1. Playing the Palace
Place your left hand in your right hand so the four right-hand fingers are under the hand and the right thumb is on top of the palm. Gently press your right thumb into the middle of the palm (that's the Palace of Anxiety). If you allow the pressed hand to relax, folding gently around the thumb, the thumb will be able to reach the deepest places in the palm. Press for a count of five, release for a count of five, and repeat twice more. Then switch hands. "I suggest doing this once in the morning and once in the evening," Fuenmayor says. "But you can do it more often under stressful conditions."
2. In the neck of time
Hold each end of a light, silky scarf (at least 24 inches long) and loop it behind your neck. Raise both hands toward the ceiling. Let your head gently fall back into the scarf. Very slowly roll your head from one side to the other for 10 to 15 seconds. Then bring it up, wait for a count of five, and repeat the process. "You're putting light pressure on the Pillars of Heaven," Fuenmayor says, "and that relieves tension in the back of your neck."
3. Sole searching
Sit cross-legged on the floor with one of your feet soles up in your lap. Place the four fingers of each hand under the foot, one hand resting on the other, and the two thumbs on the upturned ball of your foot—straight down from your third toe, at a spot on the ball just above where the foot arches. Press with the thumbs for a count of five; rest for five. Repeat twice, then switch feet. "Don't worry about finding the exact spot," Fuenmayor says. "You almost can't go wrong. Applying gentle pressure to this spot, the Gushing Spring, relieves adrenaline-churning tension and anxiety."
4. Take a meeting
Working on the spot in the sinewy web between the thumb and forefinger, called Meeting Mountains, can help relieve headaches, Fuenmayor says. Start with your left hand palm down. Place four right-hand fingers under the web and the thumb on top. Apply pressure, gently squeezing the web, then make a circular motion with the thumb, rubbing the whole area for five to ten seconds. Wait for a count of five, and repeat. Then switch hands.
5. Lean on me
One person, the receiver, sits in a chair; the giver stands behind her.
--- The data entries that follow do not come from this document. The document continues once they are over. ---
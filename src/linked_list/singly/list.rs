use core::{fmt, ptr::NonNull};

use hashbrown::HashSet;
use tracing::debug;

use super::{
    error::{ListError, Result},
    iter::{NodeIter, Values},
    node::Node,
    traits::Link,
};

/// A singly linked list of caller-owned nodes.
#[derive(Debug, Default)]
pub struct SinglyLinkedList {
    head: Option<NonNull<Node>>,
}

impl SinglyLinkedList {
    /// Creates a new, empty linked list.
    pub const fn new() -> Self {
        SinglyLinkedList { head: None }
    }

    /// Creates a list starting at `head`, taking whatever chain follows it.
    pub const fn with_head(head: NonNull<Node>) -> Self {
        SinglyLinkedList { head: Some(head) }
    }

    /// Links every node of `nodes` in slice order.
    ///
    /// Existing `next` pointers of the nodes are overwritten.
    ///
    /// # Safety
    ///
    /// The returned list does not borrow `nodes`. Every node in `nodes` must
    /// outlive the list and must not move (no drop, reallocation or `mem::swap`
    /// of the backing storage) while the list is in use.
    ///
    /// ```compile_fail,E0133
    /// use linkwork::linked_list::singly::{list::SinglyLinkedList, node::Node};
    ///
    /// let mut storage = vec![Node::new(1), Node::new(2)];
    /// let list = SinglyLinkedList::from_nodes(&mut storage);
    /// ```
    pub unsafe fn from_nodes(nodes: &mut [Node]) -> Self {
        let mut bucket = Bucket::default();
        for node in nodes.iter_mut() {
            bucket.push(NonNull::from(node));
        }
        SinglyLinkedList { head: bucket.head }
    }

    pub fn head(&self) -> Option<NonNull<Node>> {
        self.head
    }

    pub fn set_head(&mut self, head: Option<NonNull<Node>>) {
        self.head = head;
    }

    /// Get the last node of the list. O(n).
    pub fn tail(&self) -> Option<NonNull<Node>> {
        let mut current = self.head?;
        while let Some(next) = unsafe { current.as_ref().next() } {
            current = next;
        }
        Some(current)
    }

    pub fn is_empty(&self) -> bool {
        self.head.is_none()
    }

    /// Walks the values from head to tail.
    pub fn values(&self) -> Values<'_> {
        Values::new(self)
    }

    /// Get an iterator over the nodes of the list.
    ///
    /// # Safety
    ///
    /// The caller must ensure that the linked list is not modified while iterating.
    pub unsafe fn iter(&self) -> NodeIter<'_> {
        unsafe { NodeIter::new(self) }
    }

    /// Returns true if `node` is reachable from the head.
    pub fn contains_node(&self, node: NonNull<Node>) -> bool {
        unsafe { self.iter() }.any(|current| current == node)
    }

    /// Pushes `node` to the front of the list. O(1).
    pub fn insert_head(&mut self, node: NonNull<Node>) {
        unsafe { self.link_after(node) }
    }

    /// Links `node` after the current tail. O(n).
    ///
    /// Whatever chain already follows `node` comes along with it, which is how
    /// a shared tail is attached to a second list.
    pub fn append(&mut self, node: NonNull<Node>) {
        match self.tail() {
            Some(mut tail) => unsafe { tail.as_mut().set_next(Some(node)) },
            None => self.head = Some(node),
        }
    }

    /// Links `node` right after `anchor`. O(1).
    ///
    /// # Safety
    ///
    /// `anchor` must be a live node of some list and `node` must be a live
    /// node that is not already reachable from `anchor`.
    pub unsafe fn insert_after(mut anchor: NonNull<Node>, node: NonNull<Node>) {
        unsafe { anchor.as_mut().link_after(node) }
    }

    /// Same as [`SinglyLinkedList::insert_after`], but checks that `anchor`
    /// belongs to this list first. O(n).
    pub fn insert_after_checked(
        &mut self,
        anchor: NonNull<Node>,
        node: NonNull<Node>,
    ) -> Result<()> {
        if !self.contains_node(anchor) {
            return Err(ListError::InvalidAnchor);
        }
        unsafe { Self::insert_after(anchor, node) };
        Ok(())
    }

    /// Moves the head `n` nodes forward, dropping the skipped prefix.
    pub fn skip_head(&mut self, n: usize) -> Result<()> {
        let mut current = self.head;
        for skipped in 0..n {
            match current {
                Some(node) => current = unsafe { node.as_ref().next() },
                None => return Err(ListError::OutOfRange { k: n, len: skipped }),
            }
        }
        self.head = current;
        Ok(())
    }

    /// Removes the first node holding `key` and returns it unlinked. O(n).
    pub fn delete_by_value(&mut self, key: i32) -> Result<NonNull<Node>> {
        let head = self.head.ok_or(ListError::Empty)?;
        if unsafe { head.as_ref().value() } == key {
            self.head = unsafe { head.as_ref().next() };
            debug!(key, "deleted head node");
            return Ok(unlinked(head));
        }

        let mut prev = head;
        while let Some(current) = unsafe { prev.as_ref().next() } {
            if unsafe { current.as_ref().value() } == key {
                unsafe { prev.as_mut().unlink_next() };
                debug!(key, "deleted node");
                return Ok(unlinked(current));
            }
            prev = current;
        }
        Err(ListError::NotFound { key })
    }

    /// Recursive version of [`SinglyLinkedList::delete_by_value`].
    ///
    /// Uses O(n) stack.
    pub fn delete_by_value_recursive(&mut self, key: i32) -> Result<NonNull<Node>> {
        let head = self.head.ok_or(ListError::Empty)?;
        if unsafe { head.as_ref().value() } == key {
            self.head = unsafe { head.as_ref().next() };
            debug!(key, "deleted head node");
            return Ok(unlinked(head));
        }
        match delete_after(head, unsafe { head.as_ref().next() }, key) {
            Some(removed) => {
                debug!(key, "deleted node");
                Ok(removed)
            }
            None => Err(ListError::NotFound { key }),
        }
    }

    /// Deletes the logical position of `node` knowing nothing but the node itself.
    ///
    /// Every following value is shifted one node back and the last node is cut
    /// off and returned. O(length of the suffix).
    ///
    /// # Safety
    ///
    /// `node` and every node after it must be alive.
    pub unsafe fn delete_given_only(node: NonNull<Node>) -> Result<NonNull<Node>> {
        let mut current = node;
        let mut next = unsafe { current.as_ref().next() }.ok_or(ListError::TailNode)?;
        loop {
            unsafe { current.as_mut().set_value(next.as_ref().value()) };
            match unsafe { next.as_ref().next() } {
                Some(after) => {
                    current = next;
                    next = after;
                }
                None => {
                    unsafe { current.as_mut().set_next(None) };
                    return Ok(next);
                }
            }
        }
    }

    /// Removes repeated values in place without extra memory, keeping the
    /// first occurrence of each. O(n^2). Returns the number of nodes removed.
    pub fn remove_duplicates(&mut self) -> usize {
        let mut removed = 0;
        let mut current = self.head;
        while let Some(node) = current {
            let value = unsafe { node.as_ref().value() };
            let mut runner = node;
            while let Some(next) = unsafe { runner.as_ref().next() } {
                if unsafe { next.as_ref().value() } == value {
                    unsafe { runner.as_mut().unlink_next() };
                    removed += 1;
                } else {
                    runner = next;
                }
            }
            current = unsafe { node.as_ref().next() };
        }
        debug!(removed, "removed duplicates");
        removed
    }

    /// Same result as [`SinglyLinkedList::remove_duplicates`] in O(n) expected
    /// time, remembering seen values in a hash set.
    pub fn remove_duplicates_using_seen(&mut self) -> usize {
        let Some(head) = self.head else {
            return 0;
        };
        let mut seen = HashSet::new();
        seen.insert(unsafe { head.as_ref().value() });

        let mut removed = 0;
        let mut prev = head;
        while let Some(current) = unsafe { prev.as_ref().next() } {
            if seen.insert(unsafe { current.as_ref().value() }) {
                prev = current;
            } else {
                unsafe { prev.as_mut().unlink_next() };
                removed += 1;
            }
        }
        debug!(removed, distinct = seen.len(), "removed duplicates");
        removed
    }

    /// Counts the nodes iteratively.
    pub fn count(&self) -> usize {
        self.values().count()
    }

    /// Counts the nodes recursively. Uses O(n) stack.
    pub fn count_recursive(&self) -> usize {
        count_from(self.head)
    }

    /// The k-th node from the end (1-based) when the length is already known.
    ///
    /// Walks `len - k` nodes from the head.
    pub fn kth_to_last_with_len(&self, k: usize, len: usize) -> Result<i32> {
        if k == 0 || k > len {
            return Err(ListError::OutOfRange { k, len });
        }
        self.values()
            .nth(len - k)
            .ok_or(ListError::OutOfRange { k, len })
    }

    /// The k-th node from the end (1-based) without knowing the length.
    ///
    /// Counts what is left behind every node in turn. O(n^2). A `k` matching
    /// no node is reported as [`ListError::PositionNotFound`].
    pub fn kth_to_last(&self, k: usize) -> Result<i32> {
        if self.is_empty() {
            return Err(ListError::Empty);
        }
        let mut current = self.head;
        while let Some(node) = current {
            if remaining(node) == k {
                return Ok(unsafe { node.as_ref().value() });
            }
            current = unsafe { node.as_ref().next() };
        }
        Err(ListError::PositionNotFound { k, len: self.count() })
    }

    /// The k-th node from the end (1-based), found while the recursion unwinds.
    ///
    /// Reports a missing position the same way as [`SinglyLinkedList::kth_to_last`].
    pub fn kth_to_last_recursive(&self, k: usize) -> Result<i32> {
        if self.is_empty() {
            return Err(ListError::Empty);
        }
        let (found, len) = kth_from_end(self.head, k);
        found.ok_or(ListError::PositionNotFound { k, len })
    }

    /// Stable partition: values below `pivot` first, then the rest, each group
    /// in its original order. Returns the new head.
    pub fn partition(&mut self, pivot: i32) -> Option<NonNull<Node>> {
        let mut before = Bucket::default();
        let mut after = Bucket::default();

        let mut current = self.head;
        while let Some(node) = current {
            current = unsafe { node.as_ref().next() };
            if unsafe { node.as_ref().value() } < pivot {
                before.push(node);
            } else {
                after.push(node);
            }
        }

        self.head = match before.tail {
            Some(mut tail) => {
                unsafe { tail.as_mut().set_next(after.head) };
                before.head
            }
            None => after.head,
        };
        debug!(pivot, below = before.len, at_or_above = after.len, "partitioned list");
        self.head
    }
}

impl Link for SinglyLinkedList {
    fn next(&self) -> Option<NonNull<Node>> {
        self.head
    }

    fn set_next(&mut self, next: Option<NonNull<Node>>) {
        self.head = next;
    }
}

impl fmt::Display for SinglyLinkedList {
    fn fmt(&self, f: &mut fmt::Formatter<'_>) -> fmt::Result {
        if self.is_empty() {
            return f.write_str("empty");
        }
        for (i, value) in self.values().enumerate() {
            if i > 0 {
                f.write_str(" ")?;
            }
            write!(f, "{value}")?;
        }
        Ok(())
    }
}

/// Head and tail of a chain being built in order.
#[derive(Default)]
struct Bucket {
    head: Option<NonNull<Node>>,
    tail: Option<NonNull<Node>>,
    len: usize,
}

impl Bucket {
    fn push(&mut self, mut node: NonNull<Node>) {
        unsafe { node.as_mut().set_next(None) };
        match self.tail {
            Some(mut tail) => unsafe { tail.as_mut().set_next(Some(node)) },
            None => self.head = Some(node),
        }
        self.tail = Some(node);
        self.len += 1;
    }
}

fn unlinked(mut node: NonNull<Node>) -> NonNull<Node> {
    unsafe { node.as_mut().set_next(None) };
    node
}

// End of list is checked before the match, `prev` is always a live node.
fn delete_after(
    mut prev: NonNull<Node>,
    current: Option<NonNull<Node>>,
    key: i32,
) -> Option<NonNull<Node>> {
    let current = current?;
    if unsafe { current.as_ref().value() } == key {
        unsafe { prev.as_mut().set_next(current.as_ref().next()) };
        return Some(unlinked(current));
    }
    delete_after(current, unsafe { current.as_ref().next() }, key)
}

fn count_from(node: Option<NonNull<Node>>) -> usize {
    match node {
        Some(node) => 1 + count_from(unsafe { node.as_ref().next() }),
        None => 0,
    }
}

/// Number of nodes from `node` to the tail, `node` included.
fn remaining(node: NonNull<Node>) -> usize {
    let mut count = 1;
    let mut runner = node;
    while let Some(next) = unsafe { runner.as_ref().next() } {
        runner = next;
        count += 1;
    }
    count
}

/// Returns the value found so far and the position of `node` counted from the end.
fn kth_from_end(node: Option<NonNull<Node>>, k: usize) -> (Option<i32>, usize) {
    let Some(node) = node else {
        return (None, 0);
    };
    let (found, position) = kth_from_end(unsafe { node.as_ref().next() }, k);
    let position = position + 1;
    if found.is_none() && position == k {
        return (Some(unsafe { node.as_ref().value() }), position);
    }
    (found, position)
}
The giver places her hands on the receiver's shoulders, at the base of her neck, and leans forward, exerting gentle downward pressure without pushing. She leans for a count of five and releases for five, two more times, placing her hands a little farther out toward the arm sockets each time. She does another round of three leans, and then, says Fuenmayor, "the most important thing happens—you switch! Some people say they experience the process as a two-person meditation." When I try the leaning exercise on Fuenmayor, I find it almost as relaxing to give as to receive. "People like the equality of shiatsu," she says. "There's no expert healer, just two people taking turns, helping each other summon their own healing powers."